After anesthesia induction, visual laryngeal mask airway was placed in the visual group and endotracheal intubation was guided under visual conditions. In the non-visual group, after judging the position of laryngeal mask by clinical experience, endotracheal intubation was inserted blindly. Selection of laryngeal mask airway (LMA) model based on: the ideal body weight of the patient, 3 was selected for the body weight of 30-50kg, 4 for the body weight of 50-70kg and 5 for the body weight \> 70kg. The endotracheal tube intubation time, intubation times and intubation success rate of the two groups were recorded.

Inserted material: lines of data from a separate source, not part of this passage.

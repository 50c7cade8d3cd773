// SPDX-License-Identifier: BUSL-1.1
// Copyright (c) 2026 Alfred Jean LLC

//! Remote command execution over SSH.
//!
//! Uses the system `ssh` client rather than an in-process SSH stack, so
//! host keys, agents and `~/.ssh/config` behave exactly as they do for an
//! operator at the shell. Password logins go through `sshpass -e`, which
//! reads the password from `SSHPASS` in the child environment.

use std::time::Duration;

use async_trait::async_trait;
use lc_core::{Credential, RemoteTarget};
use thiserror::Error;

use crate::net;
use crate::subprocess::{CommandSpec, ProcessError, ProcessRunner};

/// ssh reserves this exit code for its own failures.
const SSH_CONNECT_FAILURE: i32 = 255;

/// Errors from remote execution. A remote command that ran and exited
/// nonzero is not an error; it is the returned exit code.
#[derive(Debug, Error)]
pub enum RemoteError {
    #[error("{target} is unreachable: {source}")]
    Unreachable { target: String, source: std::io::Error },
    #[error("ssh could not establish a session with {target}")]
    Connect { target: String },
    #[error("failed to run ssh for {target}: {source}")]
    Process { target: String, source: ProcessError },
}

/// Runs commands on a peer machine.
#[async_trait]
pub trait RemoteRunner: Clone + Send + Sync + 'static {
    /// Run `command` on `target`, streaming its output under `label`, and
    /// return its exit code. Waits as long as the command runs.
    async fn run(&self, target: &RemoteTarget, command: &str, label: &str) -> Result<i32, RemoteError>;
}

/// [`RemoteRunner`] that spawns the `ssh` client through a [`ProcessRunner`].
#[derive(Clone)]
pub struct SshRunner<P: ProcessRunner> {
    process: P,
    connect_timeout: Duration,
}

impl<P: ProcessRunner> SshRunner<P> {
    pub fn new(process: P, connect_timeout: Duration) -> Self {
        Self { process, connect_timeout }
    }
}

#[async_trait]
impl<P: ProcessRunner> RemoteRunner for SshRunner<P> {
    async fn run(&self, target: &RemoteTarget, command: &str, label: &str) -> Result<i32, RemoteError> {
        net::probe(&target.host, target.port, self.connect_timeout)
            .await
            .map_err(|source| RemoteError::Unreachable { target: target.to_string(), source })?;

        let spec = ssh_command(target, self.connect_timeout).arg(target.destination()).arg(command);
        tracing::info!(%target, command, "running remote command");
        let code = self
            .process
            .run(&spec, label)
            .await
            .map_err(|source| RemoteError::Process { target: target.to_string(), source })?;
        if code == SSH_CONNECT_FAILURE {
            return Err(RemoteError::Connect { target: target.to_string() });
        }
        Ok(code)
    }
}

/// The ssh invocation for `target` up to (not including) the destination.
///
/// Shared with rsync, which takes the same invocation as its transport.
pub fn ssh_command(target: &RemoteTarget, connect_timeout: Duration) -> CommandSpec {
    let base = match &target.credential {
        Credential::KeyFile(key) => CommandSpec::new("ssh")
            .arg("-i")
            .arg(key.display().to_string())
            .args(["-o", "BatchMode=yes", "-o", "IdentitiesOnly=yes"]),
        Credential::Password(password) => CommandSpec::new("sshpass")
            .args(["-e", "ssh"])
            .args(["-o", "PreferredAuthentications=password,keyboard-interactive"])
            .args(["-o", "PubkeyAuthentication=no"])
            .env("SSHPASS", password.as_str()),
    };
    base.arg("-o")
        .arg(format!("ConnectTimeout={}", connect_timeout.as_secs().max(1)))
        .args(["-o", "StrictHostKeyChecking=accept-new"])
        .arg("-p")
        .arg(target.port.to_string())
}

#[cfg(any(test, feature = "test-support"))]
#[cfg_attr(coverage_nightly, coverage(off))]
mod fake {
    use super::{RemoteError, RemoteRunner};
    use async_trait::async_trait;
    use lc_core::RemoteTarget;
    use parking_lot::Mutex;
    use std::collections::HashMap;
    use std::sync::Arc;

    /// Scripted result for a host
    #[derive(Debug, Clone, Copy, PartialEq, Eq)]
    pub enum FakeRemoteResult {
        Exit(i32),
        Unreachable,
        Connect,
    }

    /// Recorded remote invocation
    #[derive(Debug, Clone)]
    pub struct RemoteCall {
        pub target: RemoteTarget,
        pub command: String,
        pub label: String,
    }

    #[derive(Default)]
    struct FakeRemoteState {
        results: HashMap<String, FakeRemoteResult>,
        calls: Vec<RemoteCall>,
    }

    /// Fake remote runner for testing. Hosts without a scripted result exit 0.
    #[derive(Clone, Default)]
    pub struct FakeRemoteRunner {
        inner: Arc<Mutex<FakeRemoteState>>,
    }

    impl FakeRemoteRunner {
        pub fn new() -> Self {
            Self::default()
        }

        pub fn set_result(&self, host: &str, result: FakeRemoteResult) {
            self.inner.lock().results.insert(host.to_string(), result);
        }

        pub fn calls(&self) -> Vec<RemoteCall> {
            self.inner.lock().calls.clone()
        }
    }

    #[async_trait]
    impl RemoteRunner for FakeRemoteRunner {
        async fn run(&self, target: &RemoteTarget, command: &str, label: &str) -> Result<i32, RemoteError> {
            let mut state = self.inner.lock();
            state.calls.push(RemoteCall {
                target: target.clone(),
                command: command.to_string(),
                label: label.to_string(),
            });
            match state.results.get(&target.host).copied().unwrap_or(FakeRemoteResult::Exit(0)) {
                FakeRemoteResult::Exit(code) => Ok(code),
                FakeRemoteResult::Unreachable => Err(RemoteError::Unreachable {
                    target: target.to_string(),
                    source: std::io::Error::new(std::io::ErrorKind::ConnectionRefused, "fake"),
                }),
                FakeRemoteResult::Connect => Err(RemoteError::Connect { target: target.to_string() }),
            }
        }
    }
}

#[cfg(any(test, feature = "test-support"))]
pub use fake::{FakeRemoteResult, FakeRemoteRunner, RemoteCall};

#[cfg(test)]
#[path = "remote_tests.rs"]
mod tests;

During the operation, propofol and fentanyl are used for anesthesia maintenance, and the anesthesiologist adjusts the anesthesia depth according to his/her own experience. Ten minutes before the end of the operation, endotracheal intubation was removed and the laryngeal mask airway was retained. The displacement rate of the laryngeal mask airway, the volume of secretion in airway and the incidence of laryngeal spasm were compared between the two groups.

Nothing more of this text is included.